Archiv für Dezember 2013

„Ex­pan­si­ves Ler­nen“ (vs „de­fen­si­ves Ler­nen“) – Offenes Treffen 22.1.14

Im neuen Jahr geht’s weiter mit dem Thema
„ex­pan­si­ves Ler­nen“ (vs „de­fen­si­ves Ler­nen“)

Einladung zum offenen Treffen der Kritischen Lehrer_Innen zum Thema Expansives statt defensives Lernen. Klaus Holzkamp, Begründer der Kritischen Psychologie, hat das Konzept des expansiven Lernens entwickelt: Schüler lernen dann auf sinnvolle Weise, wenn sie eigene Gründe (die ihren Lebens- und Lerninteressen entsprechen) dafür haben. Demgegenüber stellt er den Begriff des defensiven Lernens, das nicht der Überwindung von Hindernissen beim Erreichen von Lebens- und Lerninteressen dient, sondern lediglich der Vermeidung von Sanktionen wie z.B. Noten und Abwehr von Bedrohung. Bedingungen in der Schule behindern dementsprechend häufig eher Lernen, als es zu ermöglichen. Ist expansives Lernen im Rahmen von Schulunterricht trotzdem möglich?

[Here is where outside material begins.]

// SPDX-License-Identifier: GPL-3.0-only

//! Frame processing tasks

pub mod qr_detector;

pub use qr_detector::QrDetector;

Mitt­woch, 22.1.14, um 19 Uhr in der Meu­te­rei (Rei­chen­ber­ger 58, Kreuz­berg)

noch ein paar Lesetipps:
Die beiden Konzepte stammen von Klaus Holzkamp, der die Kritische Psychologie (marxistische Subjektiwssenschaft) an der FU begründet hat.
Hier ein Interview, in dem er über sein spezifisches Verständnis von Lernen spricht:
http://www.ph-heidelberg.de/org/suschu/ex.auszug.holzkamp.pdf
Ein Text, der sich mit dem subjektwissenschaftliuchen Lernkonzept kritisch auseinandersetzt:
http://www.cedefop.europa.eu/etv/Upload/Information_resources/Bookshop/423/36_de_grotlueschen.pdf
Und eine Hausarbeit mit dem Titel “ Die (Un-) möglichkeit subjektwissenschaftlichen Lernens im Schulalltag“
http://www2.ibw.uni-heidelberg.de/~gerstner/Wilhelm.pdf

Ge­flüch­te­te & Schu­le – Offenes Treffen am Mitt­woch, 11.​12.

Ge­flüch­te­te & Schu­le
Die kritischen Lehrer_innen laden zum Gespräch
Wir wollen uns diesmal mit der Situation geflüchteter Kinder und Jugendlicher befassen. Diese haben zwar ein Recht auf Bildung, also auch auf den Schulbesuch, welches aber aktuell in Berlin aufgrund diskriminierender bürokratischer Hürden nur dürftig durchgesetzt wird. Und selbst wenn es durchgesetzt wird, stellt sich die Frage, ob das hiesige Schulsystem angemessen auf geflüchtete Kinder und Jugendliche eingestellt ist. Demnach wollen wir darüber nachdenken, wie sie bei diesem Zugangsproblem und innerhalb der Schule unterstützt werden können. Auch Möglichkeiten, wie das schulische Umfeld informiert, sensibilisiert und politisiert werden kann, sollen diskutiert werden. All diese Überlegungen zu Support, Empowerment, Sensibilisierung und Politisierung sollen dabei jedoch daraufhin abgeklopft werden, wie angesichts einer weißen Dominanz v.a. der Lehrer_innenschaft und der administrativen Ebene Othering, Paternalismus, Viktimisierung und positiver Rassismus vermieden werden können: Was, wenn sie aus guten Gründen gar nicht in die Schule wollen? Wie kann ein paternalistischer und exklusiver Diskurs über „diese Flüchtlingskinder“ in Lehrer_innenzimmern und auf Schulkonferenzen vermieden werden? Wie kann erreicht werden, dass zwar die individuellen Geschichten der Schüler_innen sensibel berücksichtigt werden, Empathie und Solidarität gefördert werden, sie aber nicht permanent auf diese Rolle der „Anderen“ und der „Opfer“ reduziert werden?